By Daniel Sparks | December 04, 2025, 5:26 AM

Key Points

  • Tesla's recent revenue growth has cooled while profit margins have come under pressure.

  • Management is investing heavily in AI, robotaxis, and energy, yet core auto profitability is weakening.

  • The stock trades at a steep premium to both its own fundamentals and traditional automakers' valuations.

Shares of Tesla (NASDAQ: TSLA) are back in the spotlight after "Big Short" investor Michael Burry used his new Cassandra Unchained newsletter to call the stock "ridiculously overvalued." Burry, who got his "Big Short" investor nickname from shorting the U.S. housing market during the supbrime mortgage crisis and the subsequent movie he was depicted in, argues that the electric-car maker's lofty market value and Tesla CEO Elon Musk's $1 trillion pay package expose shareholders to ongoing dilution in a company that does not repurchase its stock.

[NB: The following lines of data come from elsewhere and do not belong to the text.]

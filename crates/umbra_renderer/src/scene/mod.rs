pub mod bounds;
pub mod frustum;
pub mod instances;

pub use bounds::{Aabb, GpuAabb};
pub use frustum::{Frustum, Visibility};
pub use instances::{InstanceRecord, InstanceStore, MAX_INSTANCES};
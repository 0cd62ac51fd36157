/// The `RenderPass` trait: every stage in the frame implements this.
///
/// ## Two-phase design
/// `prepare` → `execute` lets passes upload GPU data **before** opening a
/// `wgpu::RenderPass`, which is required because `write_buffer` is not allowed
/// while an encoder is recording a render pass.
use wgpu::{CommandEncoder, Device, Queue, TextureView};

use crate::graph::FramePacket;

pub trait RenderPass: Send + Sync + 'static {
    /// Short human-readable label used as the WGPU debug label.
    fn name(&self) -> &str;

    /// Called whenever the output dimensions change.
    #[allow(unused_variables)]
    fn on_resize(&mut self, device: &Device, queue: &Queue, width: u32, height: u32) {}

    /// Upload GPU data.  Called **before** `execute` each frame.
    #[allow(unused_variables)]
    fn prepare(&mut self, device: &Device, queue: &Queue, packet: &FramePacket) {}

    /// Record commands into `encoder`.
    ///
    /// - `color_view`: colour attachment
    /// - `depth_view`: depth attachment, or `None` for passes that skip depth
    fn execute(
        &mut self,
        device: &Device,
        queue: &Queue,
        encoder: &mut CommandEncoder,
        color_view: &TextureView,
        depth_view: Option<&TextureView>,
        packet: &FramePacket,
    );
}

Meanwhile, the electric-vehicle maker and energy-storage company is growing more slowly than it used to. And its profit margins are eroding as it relies on price cuts and shifts shareholders' focus away from its core business to newer initiatives, such as an autonomous ride-sharing network and humanoid robots. Revenue in 2024 barely grew compared with 2023, and more recent quarterly results show only modest top-line gains while operating income is falling.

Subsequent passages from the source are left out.